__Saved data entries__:
▬▬▬▬▬▬▬▬▬▬
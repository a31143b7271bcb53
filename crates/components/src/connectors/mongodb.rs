use crate::config_map::ConfigMap;
use crate::connectors::{
    already_specified, common_fields, exclude_list, include_list, topic_prefix,
    ConnectorDefinition,
};
use crate::fields::{FieldSpec, FieldType};

pub const ALIAS: &str = "mongodb";
pub const CONNECTOR_CLASS_NAME: &str = "io.debezium.connector.mongodb.MongoDbConnector";

pub const CONNECTION_STRING: &str = "mongodb.connection.string";
pub const USER: &str = "mongodb.user";
pub const PASSWORD: &str = "mongodb.password";
pub const AUTH_SOURCE: &str = "mongodb.authsource";
pub const SSL_ENABLED: &str = "mongodb.ssl.enabled";
pub const SSL_INVALID_HOSTNAME_ALLOWED: &str = "mongodb.ssl.invalid.hostname.allowed";
pub const SERVER_SELECTION_TIMEOUT_MS: &str = "mongodb.server.selection.timeout.ms";
pub const CONNECT_TIMEOUT_MS: &str = "mongodb.connect.timeout.ms";
pub const CAPTURE_MODE: &str = "capture.mode";
pub const SNAPSHOT_MODE: &str = "snapshot.mode";
pub const DATABASE_INCLUDE_LIST: &str = "database.include.list";
pub const DATABASE_EXCLUDE_LIST: &str = "database.exclude.list";
pub const COLLECTION_INCLUDE_LIST: &str = "collection.include.list";
pub const COLLECTION_EXCLUDE_LIST: &str = "collection.exclude.list";

pub const DEFAULT_AUTH_SOURCE: &str = "admin";
pub const DEFAULT_SERVER_SELECTION_TIMEOUT_MS: &str = "30000";
pub const DEFAULT_CONNECT_TIMEOUT_MS: &str = "10000";

const CAPTURE_MODES: &[&str] = &[
    "change_streams",
    "change_streams_update_full",
    "change_streams_with_pre_image",
    "change_streams_update_full_with_pre_image",
];

const SNAPSHOT_MODES: &[&str] = &["initial", "initial_only", "no_data", "never", "when_needed"];

/// Field table of the Debezium MongoDB source connector.
pub fn definition() -> ConnectorDefinition {
    ConnectorDefinition::new(ALIAS, CONNECTOR_CLASS_NAME, CONNECTION_STRING)
        .fields(common_fields(CONNECTOR_CLASS_NAME))
        /* ---------------------- CONNECTION --------------------- */
        .field(
            FieldSpec::new(CONNECTION_STRING)
                .with_validator(validate_connection_string)
                .with_description("Connection string of the replica set or sharded cluster."),
        )
        .field(FieldSpec::new(USER).with_description("Database user for authentication."))
        .field(
            FieldSpec::new(PASSWORD)
                .with_validator(validate_password)
                .with_description("Password for the database user."),
        )
        .field(
            FieldSpec::new(AUTH_SOURCE)
                .with_default(DEFAULT_AUTH_SOURCE)
                .with_description("Database holding the user's credentials."),
        )
        .field(
            FieldSpec::new(SSL_ENABLED)
                .with_type(FieldType::Boolean)
                .with_default("false")
                .with_description("Connect over TLS."),
        )
        .field(
            FieldSpec::new(SSL_INVALID_HOSTNAME_ALLOWED)
                .with_type(FieldType::Boolean)
                .with_default("false")
                .with_description("Skip hostname verification of the server certificate."),
        )
        .field(
            FieldSpec::new(SERVER_SELECTION_TIMEOUT_MS)
                .with_type(FieldType::positive_int())
                .with_default(DEFAULT_SERVER_SELECTION_TIMEOUT_MS)
                .with_description("How long the driver waits to find a suitable server."),
        )
        .field(
            FieldSpec::new(CONNECT_TIMEOUT_MS)
                .with_type(FieldType::positive_int())
                .with_default(DEFAULT_CONNECT_TIMEOUT_MS)
                .with_description("Socket connect timeout."),
        )
        /* ---------------------- TOPICS AND MODES --------------------- */
        .field(topic_prefix())
        .field(
            FieldSpec::new(CAPTURE_MODE)
                .with_type(FieldType::Enum(CAPTURE_MODES))
                .with_default("change_streams_update_full"),
        )
        .field(
            FieldSpec::new(SNAPSHOT_MODE)
                .with_type(FieldType::Enum(SNAPSHOT_MODES))
                .with_default("initial"),
        )
        /* ---------------------- FILTERING --------------------- */
        .field(include_list(DATABASE_INCLUDE_LIST))
        .field(exclude_list(DATABASE_EXCLUDE_LIST, validate_database_exclude))
        .field(include_list(COLLECTION_INCLUDE_LIST))
        .field(exclude_list(COLLECTION_EXCLUDE_LIST, validate_collection_exclude))
        .connection_dependencies(&[
            USER,
            PASSWORD,
            AUTH_SOURCE,
            SSL_ENABLED,
            SSL_INVALID_HOSTNAME_ALLOWED,
            SERVER_SELECTION_TIMEOUT_MS,
            CONNECT_TIMEOUT_MS,
        ])
}

fn validate_connection_string(spec: &FieldSpec, config: &ConfigMap) -> Option<String> {
    match config.value(spec.name()) {
        None => Some("Missing connection string".to_string()),
        Some(raw) => MongoConnectionString::parse(raw).err(),
    }
}

fn validate_password(spec: &FieldSpec, config: &ConfigMap) -> Option<String> {
    (config.has_value(spec.name()) && !config.has_value(USER))
        .then(|| "A user is required when a password is set".to_string())
}

fn validate_database_exclude(spec: &FieldSpec, config: &ConfigMap) -> Option<String> {
    already_specified(spec, config, DATABASE_INCLUDE_LIST)
}

fn validate_collection_exclude(spec: &FieldSpec, config: &ConfigMap) -> Option<String> {
    already_specified(spec, config, COLLECTION_INCLUDE_LIST)
}

/// Structural view of a `mongodb://` or `mongodb+srv://` URI.
///
/// Only what is needed to decide whether the string is usable is parsed;
/// option semantics are left to the driver.
#[derive(Debug, Clone, PartialEq, Eq)]
pub struct MongoConnectionString {
    pub srv: bool,
    pub hosts: Vec<String>,
    pub replica_set: Option<String>,
    pub has_credentials: bool,
}

impl MongoConnectionString {
    /// Parses `raw`, returning the reason text on failure.
    pub fn parse(raw: &str) -> Result<Self, String> {
        let invalid = |why: &str| format!("Invalid connection string: {why}");

        let (srv, rest) = if let Some(rest) = raw.strip_prefix("mongodb+srv://") {
            (true, rest)
        } else if let Some(rest) = raw.strip_prefix("mongodb://") {
            (false, rest)
        } else {
            return Err(invalid("scheme must be mongodb:// or mongodb+srv://"));
        };

        let authority_end = rest.find(['/', '?']).unwrap_or(rest.len());
        let (authority, tail) = rest.split_at(authority_end);
        let query = tail.split_once('?').map(|(_, q)| q).unwrap_or("");

        let (has_credentials, host_list) = match authority.rsplit_once('@') {
            Some((credentials, hosts)) => {
                if credentials.is_empty() {
                    return Err(invalid("empty credentials before '@'"));
                }
                (true, hosts)
            }
            None => (false, authority),
        };

        let hosts: Vec<String> = host_list.split(',').map(|h| h.trim().to_string()).collect();
        if hosts.iter().any(String::is_empty) {
            return Err(invalid("missing host"));
        }
        for host in &hosts {
            check_host(host).map_err(|why| invalid(&why))?;
        }
        if srv && (hosts.len() != 1 || hosts[0].contains(':')) {
            return Err(invalid("mongodb+srv:// requires a single host name without a port"));
        }

        let replica_set = query
            .split('&')
            .filter_map(|pair| pair.split_once('='))
            .find(|(key, _)| key.eq_ignore_ascii_case("replicaSet"))
            .map(|(_, value)| value.to_string())
            .filter(|value| !value.is_empty());

        Ok(Self {
            srv,
            hosts,
            replica_set,
            has_credentials,
        })
    }
}

fn check_host(host: &str) -> Result<(), String> {
    let port = if let Some(bracketed) = host.strip_prefix('[') {
        let (_, after) = bracketed
            .split_once(']')
            .ok_or_else(|| format!("unterminated IPv6 address '{host}'"))?;
        after.strip_prefix(':')
    } else {
        match host.rsplit_once(':') {
            Some((name, port)) if !name.is_empty() => Some(port),
            Some(_) => return Err(format!("missing host name in '{host}'")),
            None => None,
        }
    };

    if host.chars().any(char::is_whitespace) {
        return Err(format!("host '{host}' contains whitespace"));
    }
    match port {
        Some(port) => match port.parse::<u16>() {
            Ok(p) if p > 0 => Ok(()),
            _ => Err(format!("invalid port in '{host}'")),
        },
        None => Ok(()),
    }
}

#[cfg(test)]
mod tests {
    use super::*;

    fn valid_config() -> ConfigMap {
        ConfigMap::new()
            .with("connector.class", CONNECTOR_CLASS_NAME)
            .with(CONNECTION_STRING, "mongodb://mongo1:27017/?replicaSet=rs0")
            .with(USER, "debezium")
            .with(PASSWORD, "dbz")
            .with(SERVER_SELECTION_TIMEOUT_MS, 10000)
            .with(SNAPSHOT_MODE, "never")
            .with("topic.prefix", "mongo1")
    }

    fn errors(config: &ConfigMap) -> Vec<(String, String)> {
        definition()
            .field_specs()
            .iter()
            .filter_map(|f| f.validate(config))
            .map(|e| (e.property, e.message))
            .collect()
    }

    #[test]
    fn definition_is_consistent() {
        let definition = definition();
        assert!(definition.undeclared_or_duplicate_fields().is_empty());
        assert_eq!(definition.connection_field(), CONNECTION_STRING);
    }

    #[test]
    fn tls_flags_gate_the_connection_attempt() {
        let prerequisites: Vec<&str> = definition().probe_prerequisites().collect();
        assert_eq!(
            prerequisites,
            vec![
                CONNECTION_STRING,
                USER,
                PASSWORD,
                AUTH_SOURCE,
                SSL_ENABLED,
                SSL_INVALID_HOSTNAME_ALLOWED,
                SERVER_SELECTION_TIMEOUT_MS,
                CONNECT_TIMEOUT_MS,
            ]
        );
    }

    #[test]
    fn valid_configuration_has_no_field_errors() {
        assert!(errors(&valid_config()).is_empty());
    }

    #[test]
    fn missing_connection_string_and_prefix() {
        let config = ConfigMap::new().with("connector.class", CONNECTOR_CLASS_NAME);
        assert_eq!(
            errors(&config),
            vec![
                (
                    CONNECTION_STRING.to_string(),
                    "The 'mongodb.connection.string' value is invalid: Missing connection string"
                        .to_string()
                ),
                (
                    "topic.prefix".to_string(),
                    "The 'topic.prefix' value is invalid: A value is required".to_string()
                ),
            ]
        );
    }

    #[test]
    fn wrong_connector_class() {
        let config = valid_config().with("connector.class", "io.debezium.connector.postgresql.PostgresConnector");
        let errs = errors(&config);
        assert_eq!(errs.len(), 1);
        assert_eq!(
            errs[0].1,
            "The 'connector.class' value is invalid: Expected 'io.debezium.connector.mongodb.MongoDbConnector'"
        );
    }

    #[test]
    fn password_requires_user() {
        let mut config = valid_config();
        config.remove(USER);
        let errs = errors(&config);
        assert_eq!(errs.len(), 1);
        assert_eq!(errs[0].0, PASSWORD);
    }

    #[test]
    fn include_and_exclude_lists_are_exclusive() {
        let config = valid_config()
            .with(COLLECTION_INCLUDE_LIST, "inventory.orders")
            .with(COLLECTION_EXCLUDE_LIST, "inventory.audit");
        assert_eq!(
            errors(&config),
            vec![(
                COLLECTION_EXCLUDE_LIST.to_string(),
                "The 'collection.exclude.list' value is invalid: \"collection.include.list\" is already specified"
                    .to_string()
            )]
        );
    }

    #[test]
    fn parses_replica_set_strings() {
        let parsed =
            MongoConnectionString::parse("mongodb://192.168.222.222:27017/?replicaSet=zz666")
                .expect("valid");
        assert!(!parsed.srv);
        assert_eq!(parsed.hosts, vec!["192.168.222.222:27017".to_string()]);
        assert_eq!(parsed.replica_set.as_deref(), Some("zz666"));
        assert!(!parsed.has_credentials);
    }

    #[test]
    fn parses_credentials_and_host_lists() {
        let parsed = MongoConnectionString::parse(
            "mongodb://user:p%40ss@a:27017,b:27018,[::1]:27019/db?authSource=admin",
        )
        .expect("valid");
        assert!(parsed.has_credentials);
        assert_eq!(parsed.hosts.len(), 3);
        assert_eq!(parsed.replica_set, None);
    }

    #[test]
    fn rejects_malformed_strings() {
        for raw in [
            "postgres://db:5432",
            "mongodb://",
            "mongodb://a:27017,,b:27017",
            "mongodb://a:notaport",
            "mongodb://a:0",
            "mongodb://:27017",
            "mongodb+srv://cluster.example.com:27017",
            "mongodb+srv://a.example.com,b.example.com",
            "mongodb://@host",
        ] {
            assert!(
                MongoConnectionString::parse(raw).is_err(),
                "{raw} should be rejected"
            );
        }
        assert!(MongoConnectionString::parse("mongodb+srv://cluster0.example.com/?retryWrites=true").is_ok());
    }

    #[test]
    fn malformed_connection_string_is_reported_on_the_field() {
        let config = valid_config().with(CONNECTION_STRING, "localhost:27017");
        let errs = errors(&config);
        assert_eq!(errs.len(), 1);
        assert_eq!(errs[0].0, CONNECTION_STRING);
        assert!(errs[0]
            .1
            .starts_with("The 'mongodb.connection.string' value is invalid: Invalid connection string"));
    }
}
▬▬▬▬▬▬▬▬▬▬
__Task item__: Set down only the lines above that fall between the line holding "to the driver." and the line holding "Some((credentials, hosts)) =>", inclusive, keeping each exact.

__Response box__:
/// option semantics are left to the driver.
#[derive(Debug, Clone, PartialEq, Eq)]
pub struct MongoConnectionString {
    pub srv: bool,
    pub hosts: Vec<String>,
    pub replica_set: Option<String>,
    pub has_credentials: bool,
}

impl MongoConnectionString {
    /// Parses `raw`, returning the reason text on failure.
    pub fn parse(raw: &str) -> Result<Self, String> {
        let invalid = |why: &str| format!("Invalid connection string: {why}");

        let (srv, rest) = if let Some(rest) = raw.strip_prefix("mongodb+srv://") {
            (true, rest)
        } else if let Some(rest) = raw.strip_prefix("mongodb://") {
            (false, rest)
        } else {
            return Err(invalid("scheme must be mongodb:// or mongodb+srv://"));
        };

        let authority_end = rest.find(['/', '?']).unwrap_or(rest.len());
        let (authority, tail) = rest.split_at(authority_end);
        let query = tail.split_once('?').map(|(_, q)| q).unwrap_or("");

        let (has_credentials, host_list) = match authority.rsplit_once('@') {
            Some((credentials, hosts)) => {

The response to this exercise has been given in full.